Lipid rafts represent a novel therapeutic target in SLE (50.25)

Abstract

Abstract Lipid rafts play a crucial role in T cell receptor (TCR) signaling. Systemic lupus erythematosus (SLE) is an autoimmune disease characterized by abnormal TCR signaling. We found that lipid rafts are aggregated on the surface membrane of T cells from lupus-prone MRL/lpr mice. High levels of aggregated lipid rafts could also be reproduced on T cells of normal C57BL/6 mice treated with anti-CD3 plus CD28 antibodies.

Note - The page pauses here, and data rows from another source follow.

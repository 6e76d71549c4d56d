//! Integration tests for input resolution and end-to-end runs.

use quarry_core::{
    OutputPlacer, PathQuery, PatternVisitor, QuarryError, ResultsFormat, Runner, VisitableKind,
    XPathVisitor,
};
use quarry_extractors::VisitableInput;
use std::fs;
use std::path::{Component, PathBuf};
use tempfile::TempDir;

/// Corpus:
/// a.html, b.html, c.svg, notes.txt, broken.xml, sub/d.html
fn corpus() -> TempDir {
    let dir = tempfile::tempdir().unwrap();
    let root = dir.path();
    fs::write(root.join("a.html"), "<html><body><p>Grown in E. coli</p></body></html>").unwrap();
    fs::write(
        root.join("b.html"),
        "<html><body><p>B. subtilis</p><p>none</p></body></html>",
    )
    .unwrap();
    fs::write(root.join("c.svg"), "<svg><text x=\"0\">E. coli curve</text></svg>").unwrap();
    fs::write(root.join("notes.txt"), "ignored").unwrap();
    fs::write(root.join("broken.xml"), "<doc><unclosed></doc>").unwrap();
    fs::create_dir(root.join("sub")).unwrap();
    fs::write(root.join("sub").join("d.html"), "<p>deep</p>").unwrap();
    dir
}

fn resolve(input: VisitableInput) -> Vec<(VisitableKind, usize)> {
    input
        .resolve()
        .unwrap()
        .iter()
        .map(|v| (v.kind(), v.files().len()))
        .collect()
}

#[test]
fn test_directory_groups_by_format() {
    let dir = corpus();
    let found = resolve(VisitableInput::new(vec![dir.path().to_path_buf()]));
    // broken.xml is skipped, notes.txt has no loader, sub/ is not entered.
    assert_eq!(found, vec![(VisitableKind::Html, 2), (VisitableKind::Svg, 1)]);
}

#[test]
fn test_recursive_directory() {
    let dir = corpus();
    let found = resolve(VisitableInput::new(vec![dir.path().to_path_buf()]).recursive(true));
    assert_eq!(found, vec![(VisitableKind::Html, 3), (VisitableKind::Svg, 1)]);
}

#[test]
fn test_extension_filter() {
    let dir = corpus();
    let input = VisitableInput::new(vec![dir.path().to_path_buf()]).with_extensions(["svg"]);
    let found = resolve(input);
    assert_eq!(found, vec![(VisitableKind::Svg, 1)]);
}

#[test]
fn test_file_inputs_stay_separate() {
    let dir = corpus();
    let found = resolve(VisitableInput::new(vec![
        dir.path().join("c.svg"),
        dir.path().join("a.html"),
    ]));
    assert_eq!(found, vec![(VisitableKind::Svg, 1), (VisitableKind::Html, 1)]);
}

#[test]
fn test_forcing_an_unloadable_format() {
    let dir = corpus();
    let input =
        VisitableInput::new(vec![dir.path().join("a.html")]).with_kind(VisitableKind::Table);
    assert!(matches!(input.resolve(), Err(QuarryError::MalformedVisitable(_))));
}

#[test]
fn test_directory_run_mirrors_sources() {
    let dir = corpus();
    let out = tempfile::tempdir().unwrap();
    let visitables = VisitableInput::new(vec![dir.path().to_path_buf()]).resolve().unwrap();

    let runner = Runner::new(
        XPathVisitor::new(PathQuery::parse("//p | //text").unwrap()),
        OutputPlacer::new(out.path(), ResultsFormat::Xml),
    );
    let summary = runner.run(&visitables).unwrap();
    assert_eq!(summary.match_count(), 4);

    // Two HTML files are mirrored; the single SVG goes to results.xml.
    let relative: PathBuf = dir
        .path()
        .components()
        .filter(|c| matches!(c, Component::Normal(_)))
        .collect();
    for name in ["a.html", "b.html"] {
        let mirror = out.path().join(&relative).join(name);
        assert!(mirror.join("about.txt").is_file(), "missing marker for {name}");
        let copy = fs::read_to_string(mirror.join("results.xml")).unwrap();
        assert!(copy.contains("B. subtilis"));
    }
    let single = fs::read_to_string(out.path().join("results.xml")).unwrap();
    assert!(single.contains("E. coli curve"));
}

#[test]
fn test_pattern_run_over_directory() {
    let dir = corpus();
    let out = tempfile::tempdir().unwrap();
    let visitables = VisitableInput::new(vec![dir.path().to_path_buf()])
        .with_extensions(["html"])
        .resolve()
        .unwrap();

    let runner = Runner::new(
        PatternVisitor::from_pattern(r"[A-Z]\. [a-z]+").unwrap(),
        OutputPlacer::new(out.path(), ResultsFormat::Json),
    );
    let summary = runner.run(&visitables).unwrap();

    let values: Vec<_> = summary
        .aggregate
        .root()
        .unwrap()
        .children()
        .iter()
        .flat_map(|list| list.children())
        .map(|m| m.value().unwrap().to_string())
        .collect();
    assert_eq!(values, vec!["E. coli", "B. subtilis"]);
    assert!(!out.path().join("results.json").exists());
}
//! Path queries over the content model.
//!
//! A small XPath subset: absolute (`/a/b`) and descendant (`//b`) steps,
//! name and wildcard tests, `@attr`, `text()`, `node()`, `.`, positional
//! and `last()` predicates, `[@a]`, `[@a='v']`, `[child]`, `[child='v']`,
//! `contains(., 'v')` and unions with `|`.
//!
//! # Example
//!
//! ```
//! use quarry_core::query::PathQuery;
//! use quarry_core::types::Element;
//!
//! let page = Element::new("html").with_child(
//!     Element::new("body").with_child(Element::new("p").with_text("hello")),
//! );
//! let query = PathQuery::parse("//p").unwrap();
//! let matches = query.evaluate(&page);
//! assert_eq!(matches[0].value, "hello");
//! assert_eq!(matches[0].location, "/html[1]/body[1]/p[1]");
//! ```

mod eval;
mod parser;

use serde::{Deserialize, Serialize};
use std::str::FromStr;

use crate::error::{QuarryError, QuarryResult};
use crate::types::{normalize_space, Element};
use parser::{LocationPath, NodeTest, Step};

/// Query selecting every text run, used by pattern searches.
pub const ALL_TEXT: &str = "//text()";

/// One node selected by a query.
#[derive(Debug, Clone, PartialEq, Eq, Serialize, Deserialize)]
pub struct QueryMatch {
    /// Whitespace-normalized string value.
    pub value: String,
    /// Canonical location, e.g. `/html[1]/body[1]/p[2]`.
    pub location: String,
}

/// A compiled path query.
#[derive(Debug, Clone, PartialEq, Eq)]
pub struct PathQuery {
    expression: String,
    paths: Vec<LocationPath>,
}

impl PathQuery {
    /// Compile a query expression.
    pub fn parse(expression: &str) -> QuarryResult<Self> {
        let paths = parser::parse(expression)?;
        Ok(Self {
            expression: expression.trim().to_string(),
            paths,
        })
    }

    /// Query selecting every text run.
    pub fn all_text() -> Self {
        Self {
            expression: ALL_TEXT.to_string(),
            paths: vec![LocationPath {
                steps: vec![Step {
                    descendant: true,
                    test: NodeTest::Text,
                    predicates: Vec::new(),
                }],
            }],
        }
    }

    /// The source expression.
    pub fn as_str(&self) -> &str {
        &self.expression
    }

    /// Evaluate against a content root.
    ///
    /// Each path of a union contributes its matches in document order; the
    /// union concatenates them in path order without removing duplicates.
    pub fn evaluate(&self, root: &Element) -> Vec<QueryMatch> {
        self.paths
            .iter()
            .flat_map(|path| eval::evaluate_path(path, root))
            .map(|item| QueryMatch {
                value: normalize_space(&item.string_value()),
                location: item.location().to_string(),
            })
            .collect()
    }
}

impl FromStr for PathQuery {
    type Err = QuarryError;

    fn from_str(s: &str) -> Result<Self, Self::Err> {
        Self::parse(s)
    }
}

impl std::fmt::Display for PathQuery {
    fn fmt(&self, f: &mut std::fmt::Formatter<'_>) -> std::fmt::Result {
        f.write_str(&self.expression)
    }
}

#[cfg(test)]
mod tests {
    use super::*;

    fn page() -> Element {
        Element::new("html")
            .with_child(Element::new("head").with_child(Element::new("title").with_text("Report")))
            .with_child(
                Element::new("body")
                    .with_child(
                        Element::new("p")
                            .with_attribute("class", "intro")
                            .with_text("First   paragraph"),
                    )
                    .with_child(
                        Element::new("p")
                            .with_attribute("id", "p2")
                            .with_text("Second ")
                            .with_child(
                                Element::new("a")
                                    .with_attribute("href", "x.html")
                                    .with_text("link"),
                            ),
                    )
                    .with_child(
                        Element::new("div").with_child(Element::new("p").with_text("Nested")),
                    ),
            )
    }

    fn values(query: &str) -> Vec<String> {
        PathQuery::parse(query)
            .unwrap()
            .evaluate(&page())
            .into_iter()
            .map(|m| m.value)
            .collect()
    }

    fn locations(query: &str) -> Vec<String> {
        PathQuery::parse(query)
            .unwrap()
            .evaluate(&page())
            .into_iter()
            .map(|m| m.location)
            .collect()
    }

    #[test]
    fn test_absolute_path() {
        assert_eq!(values("/html/head/title"), vec!["Report"]);
        assert!(values("/body").is_empty());
    }

    #[test]
    fn test_descendant_in_document_order() {
        assert_eq!(values("//p"), vec!["First paragraph", "Second link", "Nested"]);
        assert_eq!(
            locations("//p"),
            vec![
                "/html[1]/body[1]/p[1]",
                "/html[1]/body[1]/p[2]",
                "/html[1]/body[1]/div[1]/p[1]",
            ]
        );
    }

    #[test]
    fn test_attributes() {
        assert_eq!(values("//a/@href"), vec!["x.html"]);
        assert_eq!(locations("//a/@href"), vec!["/html[1]/body[1]/p[2]/a[1]/@href"]);
        assert_eq!(values("//p/@*"), vec!["intro", "p2"]);
    }

    #[test]
    fn test_text_nodes() {
        assert_eq!(values("//p/text()"), vec!["First paragraph", "Second", "Nested"]);
        assert_eq!(
            locations("/html/head/title/text()"),
            vec!["/html[1]/head[1]/title[1]/text()[1]"]
        );
    }

    #[test]
    fn test_predicates() {
        assert_eq!(values("//p[@class='intro']"), vec!["First paragraph"]);
        assert_eq!(values("//p[@id]"), vec!["Second link"]);
        assert_eq!(values("/html/body/p[2]"), vec!["Second link"]);
        assert_eq!(values("/html/body/p[last()]"), vec!["Second link"]);
        assert_eq!(values("//p[a]"), vec!["Second link"]);
        assert_eq!(values("//p[a='link']"), vec!["Second link"]);
        assert_eq!(values("//p[contains(., 'Nest')]"), vec!["Nested"]);
        assert_eq!(values("//p[contains(@class, 'int')]"), vec!["First paragraph"]);
    }

    #[test]
    fn test_positional_predicate_is_per_parent() {
        // `//p[1]` is the first p of each parent, not the first overall.
        assert_eq!(values("//p[1]"), vec!["First paragraph", "Nested"]);
    }

    #[test]
    fn test_wildcard_and_union() {
        assert_eq!(values("/html/*").len(), 2);
        assert_eq!(values("//title | //a"), vec!["Report", "link"]);
    }

    #[test]
    fn test_namespace_prefix_matches_local_name() {
        let svg = Element::new("svg:svg").with_child(Element::new("svg:text").with_text("label"));
        let matches = PathQuery::parse("//text").unwrap().evaluate(&svg);
        assert_eq!(matches.len(), 1);
        assert_eq!(matches[0].location, "/svg:svg[1]/svg:text[1]");
        assert_eq!(PathQuery::parse("//svg:text").unwrap().evaluate(&svg).len(), 1);
    }

    #[test]
    fn test_display_and_from_str() {
        let query: PathQuery = " //p ".parse().unwrap();
        assert_eq!(query.to_string(), "//p");
        assert_eq!(PathQuery::all_text().as_str(), ALL_TEXT);
        assert_eq!(PathQuery::all_text(), PathQuery::parse(ALL_TEXT).unwrap());
    }
}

The aggregated lipid rafts peaked at the age of 6-7 weeks prior to the appearance of disease pathology in MRL/lpr mice. Depletion of lipid rafts with methyl-B-cyclodextrin (MBCD), which is known to disrupt lipid rafts, or atorvastatin, which is known to inhibit cholesterol biosynthesis delayed disease progression, whereas acceleration of their formation with cholera toxin B, which is known to induce lipid raft clustering, promoted disease progression in MRL/lpr mice. The aggregated lipid rafts harbor diverse molecules including TCR signaling, inflammatory, costimulatory, adhesion and Toll-like receptor molecules. Recruited diverse molecules have costimulation to enhance TCR-mediated response and production of IFN-gamma through intact lipid rafts. Further, crosslinking of lipid rafts promoted IFN-gamma production in vitro, a cytokine known to contribute to the expression of SLE pathology in mice. We propose that lipid rafts represent a novel therapeutic target in SLE.